そう言うと氷嚢を当てて、包帯で巻いた。村はお祭り騒ぎで、

「戦士ドミニク!父ユウトの子供!覇猪に屈しない強さを持った神の子!」

老人も子供も、笛を鳴らし、手を叩いて騒いでいる。なんか他人事のように扱われているけど、僕のことを祝福してくれているのだ。少し恥ずかしい思いがした。

「夕方酒盛りが始まるかもしれないわ。少し休みなさい。」

ユウミが言葉をかけてくれた。この勢いだとそうなるだろう。僕は甘えて、

「ちょっと横になっておくよ。」

「それがいいわ。村の人々は私がどうにかしておくから。ゆっくり傷を癒しなさい。」

ユウミの気遣いがありがたかった。左手を庇いながら横になると、外の喧騒が聞こえる。

「村に勇者が現れた!女神の加護に包まれた!勇者ドミニク!勇者ドミニク!」

祭りはヒートアップしている。しばらくこの調子が続くだろうと思ったときに、僕は目を閉じ左腕の感覚に意識を集めた。

 熱く痛む左腕の感覚の中に、父さんの声と母猪の瞳が重なった。

「お前には血を流す勇気があるか。」

「お前には自分を犠牲にするつもりはあるか。」

「未来のために自分を贄にする覚悟はあるか。」

数々の問いが僕の朦朧とした意識の上を霞んでいく。父さんの声が聞こえる。

「覚悟は出来たか。ドミニク。それは他者を殺すのではない。自分を殺すのだ。自分を殺すことほど辛いことはない。その運命をお前は背負えるのか?」

 血まみれの小剣を持った父さんの髭面が浮かんで、微睡み、夢うつつの意識に、ユウミの声で叩き起こされた。

「ドミニク!いつまで寝ているの!表に出なさい!」

そう言われて表に出ると、僕が狩った覇猪が担ぎ出されていた。僕が狩った覇猪は冬ごもりする前の母猪で、体重も十分だった。村の衆は棒に覇猪の足を結い、泉の前まで持って行った。泉の女神にも報告するのだ。

「この森の全てを司る女神様、今日村の若者が覇猪を仕留め、我々は命を繋いでいける。それがどんなに奇跡的な連鎖か、感じるとともに深く敬意を表します。益々のご加護を頂戴できますよう、祈り奉ります。」

 泉の女神に覇猪の鬣を飾ると、さらに一段と歓声が上がった。これから仕留めた覇猪で豪華な食事が振舞われる。仕留めた覇猪の大きさは、村の衆を満腹にさせるのに十分であろう。

「宴だ。酒だ。」

一人の老人が声にすると、一斉に村の衆が動いた。酒と食事を用意するようだ。

「未来ある若者に栄光を、我々村人に祝福を!」

村人たちは乾杯し、覇猪を囲んだ、それは村の女衆が半身を丸焼きにしたり、煮込んだり、炒め物にしたものだ。

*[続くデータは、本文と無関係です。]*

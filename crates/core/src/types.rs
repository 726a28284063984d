/// All primary keys are storage-generated UUIDs.
pub type DbId = uuid::Uuid;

村の衆はそれを貪り、酒を呑んだ。

「ドミニクの栄光に乾杯!」

「新たなる勇者に乾杯!」

村人は活気づき、宴を楽しんだ。ある者は歌い、踊り、僕の成人を村一丸で祝ってくれた。

これには母さんも、

「立派な男になったのねえ。ドミニク。」

と感慨深い表情をしていた。ユウミは祭りの準備で忙しいらしく、目にもとまらぬ速さで、食事を作っていた。

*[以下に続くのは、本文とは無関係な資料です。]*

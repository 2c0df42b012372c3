//! Moving cached objects to the main storage

use super::flushed::{Evicted, FlushClaim};
use super::{CACHE, Inner, QueuedObject, WriteCache};
use crate::blobstor::PutPrm;
use crate::error::{Result, StorageError};
use crate::fstree::IteratePrm;
use cairn_common::{Object, ObjectAddress};
use crossbeam_channel::select;
use redb::ReadableTable;
use std::ops::Bound;
use std::sync::atomic::Ordering;
use tracing::{debug, error, warn};

impl WriteCache {
    /// Write every cached object to the main storage.
    ///
    /// The cache must be read-only so nothing new arrives while draining.
    /// The file tree is drained first, then the keyed database. Without
    /// `ignore_errors` the first entry that cannot be read, decoded or
    /// written stops the drain with [`StorageError::FlushEntry`]; entries
    /// before it stay flushed.
    pub fn flush(&self, ignore_errors: bool) -> Result<()> {
        let mode = self.inner.mode.read();
        if !mode.read_only() {
            return Err(StorageError::MustBeReadOnly);
        }

        self.inner.drain(ignore_errors)
    }
}

impl Inner {
    pub(super) fn run_worker(&self) {
        loop {
            select! {
                recv(self.flush_rx) -> msg => match msg {
                    Ok(queued) => self.flush_queued(queued),
                    Err(_) => return,
                },
                recv(self.close_rx) -> _ => return,
            }
        }
    }

    pub(super) fn run_small_flush_loop(&self) {
        while !self.wait_closed(self.opts.flush_interval) {
            self.flush_small_objects();
        }
    }

    pub(super) fn run_big_flush_loop(&self) {
        while !self.wait_closed(self.opts.big_flush_interval) {
            self.flush_big_objects();
        }
    }

    fn flush_queued(&self, queued: QueuedObject) {
        let Some(claim) = self.flushed.claim(&queued.key) else {
            return;
        };
        // the scan snapshot may outlive an eviction
        match self.db_contains(&queued.key) {
            Ok(true) => {}
            Ok(false) => return,
            Err(e) => {
                error!(key = %queued.key, error = %e, "can't read write-cache database");
                return;
            }
        }

        match self.flush_object(&queued.obj, &queued.data, false) {
            Ok(()) => {
                self.stats.small.fetch_add(1, Ordering::Relaxed);
                self.mark_flushed(claim, true);
            }
            Err(e) => {
                self.stats.failed.fetch_add(1, Ordering::Relaxed);
                error!(address = %queued.obj.address, error = %e, "can't flush object to the main storage");
            }
        }
    }

    /// Scan the keyed database from the start in batches and queue every
    /// entry not flushed yet
    fn flush_small_objects(&self) {
        let mut cursor: Option<String> = None;

        loop {
            if self.is_closed() {
                return;
            }

            let mode = self.mode.read();
            if mode.read_only() {
                drop(mode);
                if self.wait_closed(self.opts.flush_interval) {
                    return;
                }
                continue;
            }

            let (batch, last) = match self.read_batch(cursor.as_deref()) {
                Ok(batch) => batch,
                Err(e) => {
                    error!(error = %e, "can't read write-cache database");
                    return;
                }
            };
            if batch.is_empty() {
                return;
            }

            let count = batch.len();
            for (key, data) in batch {
                let obj = match Object::unmarshal(&data) {
                    Ok(obj) => obj,
                    Err(e) => {
                        debug!(key = %key, error = %e, "skipping undecodable write-cache entry");
                        continue;
                    }
                };

                let queued = QueuedObject { key, obj, data };
                select! {
                    send(self.flush_tx, queued) -> res => {
                        if res.is_err() {
                            return;
                        }
                    },
                    recv(self.close_rx) -> _ => return,
                }
            }
            drop(mode);

            debug!(count, start = ?cursor, "tried to flush items from write-cache");
            cursor = last;
        }
    }

    /// Up to a batch of unflushed entries after `after`, plus the last key
    /// visited
    fn read_batch(&self, after: Option<&str>) -> Result<(Vec<(String, Vec<u8>)>, Option<String>)> {
        let rtx = self.db.begin_read()?;
        let table = rtx.open_table(CACHE)?;

        let lower = after.map_or(Bound::Unbounded, Bound::Excluded);
        let mut batch = Vec::new();
        let mut last = None;

        for entry in table.range::<&str>((lower, Bound::Unbounded))? {
            let (k, v) = entry?;
            let key = k.value();
            last = Some(key.to_string());

            if self.flushed.contains(key) {
                continue;
            }
            batch.push((key.to_string(), v.value().to_vec()));
            if batch.len() >= self.opts.flush_batch_size {
                break;
            }
        }

        Ok((batch, last))
    }

    /// One pass over the file tree writing every unflushed object
    fn flush_big_objects(&self) {
        let mode = self.mode.read();
        if mode.read_only() {
            return;
        }

        let mut count = 0u64;
        let res = self.fstree.iterate(IteratePrm {
            ignore_errors: true,
            handler: &mut |addr, lazy| {
                if self.is_closed() {
                    return Err(StorageError::Closed);
                }

                let key = addr.encode_to_string();
                // flushed entries are skipped without reading them
                if self.flushed.contains(&key) {
                    return Ok(());
                }
                let Some(claim) = self.flushed.claim(&key) else {
                    return Ok(());
                };

                let data = match lazy.read() {
                    Ok(data) => data,
                    Err(e) if e.is_not_found() => return Ok(()),
                    Err(e) => {
                        error!(address = %addr, error = %e, "can't read a file");
                        return Ok(());
                    }
                };
                let obj = match Object::unmarshal(&data) {
                    Ok(obj) => obj,
                    Err(e) => {
                        error!(address = %addr, error = %e, "can't decode cached object");
                        return Ok(());
                    }
                };

                let compress = self.compress_flags.contains(&key);
                if let Err(e) = self.flush_object(&obj, &data, !compress) {
                    self.stats.failed.fetch_add(1, Ordering::Relaxed);
                    error!(address = %addr, error = %e, "can't flush object to blobstor");
                    return Ok(());
                }
                if compress {
                    self.compress_flags.remove(&key);
                }

                self.stats.big.fetch_add(1, Ordering::Relaxed);
                self.mark_flushed(claim, false);
                count += 1;
                Ok(())
            },
        });

        match res {
            Ok(()) | Err(StorageError::Closed) => {}
            Err(e) => warn!(error = %e, "write-cache file tree iteration failed"),
        }
        if count > 0 {
            debug!(count, "flushed big objects from write-cache");
        }
    }

    pub(super) fn drain(&self, ignore_errors: bool) -> Result<()> {
        self.fstree.iterate(IteratePrm {
            ignore_errors,
            handler: &mut |addr, lazy| {
                let key = addr.encode_to_string();
                let Some(claim) = self.flushed.claim(&key) else {
                    return Ok(());
                };

                let data = match lazy.read() {
                    Ok(data) => data,
                    // evicted after the directory was listed
                    Err(e) if e.is_not_found() => return Ok(()),
                    Err(e) => return self.drain_error(key, e, ignore_errors),
                };

                let compress = self.compress_flags.contains(&key);
                let res = Object::unmarshal(&data)
                    .map_err(StorageError::from)
                    .and_then(|obj| self.flush_object(&obj, &data, !compress));

                match res {
                    Ok(()) => {
                        if compress {
                            self.compress_flags.remove(&key);
                        }
                        self.stats.drained.fetch_add(1, Ordering::Relaxed);
                        self.mark_flushed(claim, false);
                        Ok(())
                    }
                    Err(e) => self.drain_error(key, e, ignore_errors),
                }
            },
        })?;

        let rtx = self.db.begin_read()?;
        let table = rtx.open_table(CACHE)?;
        for entry in table.iter()? {
            let (k, v) = entry?;
            let key = k.value();
            let Some(claim) = self.flushed.claim(key) else {
                continue;
            };
            if !self.db_contains(key)? {
                continue;
            }

            let res = (|| -> Result<()> {
                let addr: ObjectAddress = key.parse()?;
                let obj = Object::unmarshal(v.value())?;
                if obj.address != addr {
                    return Err(StorageError::corrupted(format!(
                        "entry holds object {}",
                        obj.address
                    )));
                }
                self.flush_object(&obj, v.value(), false)
            })();

            match res {
                Ok(()) => {
                    self.stats.drained.fetch_add(1, Ordering::Relaxed);
                    self.mark_flushed(claim, true);
                }
                Err(e) => self.drain_error(key.to_string(), e, ignore_errors)?,
            }
        }

        Ok(())
    }

    fn drain_error(&self, key: String, e: StorageError, ignore_errors: bool) -> Result<()> {
        self.stats.failed.fetch_add(1, Ordering::Relaxed);
        if ignore_errors {
            warn!(key = %key, error = %e, "skipping write-cache entry");
            return Ok(());
        }
        Err(StorageError::FlushEntry {
            key,
            source: Box::new(e),
        })
    }

    /// Write an object to the blob store, then index it with its location
    fn flush_object(&self, obj: &Object, data: &[u8], dont_compress: bool) -> Result<()> {
        let sid = self.blobstor.store(PutPrm {
            address: obj.address,
            raw_data: data,
            dont_compress,
        })?;

        match self.index.index(obj, &sid) {
            Err(e) if e.is_removed() => {
                debug!(address = %obj.address, "object was inhumed while cached");
                Ok(())
            }
            other => other,
        }
    }

    fn mark_flushed(&self, claim: FlushClaim<'_>, in_db: bool) {
        let evicted = claim.commit(in_db);
        if !evicted.is_empty() {
            self.evict(evicted);
        }
    }

    /// Drop cached copies of flushed objects pushed out of the flushed set.
    ///
    /// An entry leaves the set only after its copy is gone, so a concurrent
    /// scan cannot claim it in between.
    fn evict(&self, evicted: Vec<Evicted>) {
        for (key, in_db) in evicted {
            let res = if in_db {
                self.db_delete(&key).map(|size| size.unwrap_or(0))
            } else {
                key.parse::<ObjectAddress>()
                    .map_err(StorageError::from)
                    .and_then(|addr| {
                        let size = self.fstree.size(&addr)?;
                        self.fstree.delete(&addr)?;
                        Ok(size)
                    })
            };

            match res {
                Ok(size) => {
                    self.release(size);
                    self.stats.evicted.fetch_add(1, Ordering::Relaxed);
                    self.flushed.forget(&key);
                }
                Err(e) if e.is_not_found() => self.flushed.forget(&key),
                Err(e) => {
                    warn!(key = %key, error = %e, "can't evict flushed object from write-cache");
                    self.flushed.requeue(key);
                }
            }
        }
    }
}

 僕は今回の成人の儀式が上手くいったことと、期待に応えられたという安堵で一息ついていた。村の衆からは、酒の勧めと、料理の勧めで大変だったけど、嬉しかった。

「呑め!呑め!呑め!食え!食え!食え!」

と村の衆が急かしてくるのを、受け止め、呑んで、食った。

後でユウミと母さんに叱られるだろうと分かっていたものの、もてなしを受けないわけにはいかなかった。僕はいっぱい食って、呑んだ。村の衆も笑顔を浮かべていた。

 そんな楽しい夜は過ぎていき、朝を迎えるころに予期せぬ客人が訪れたのだった。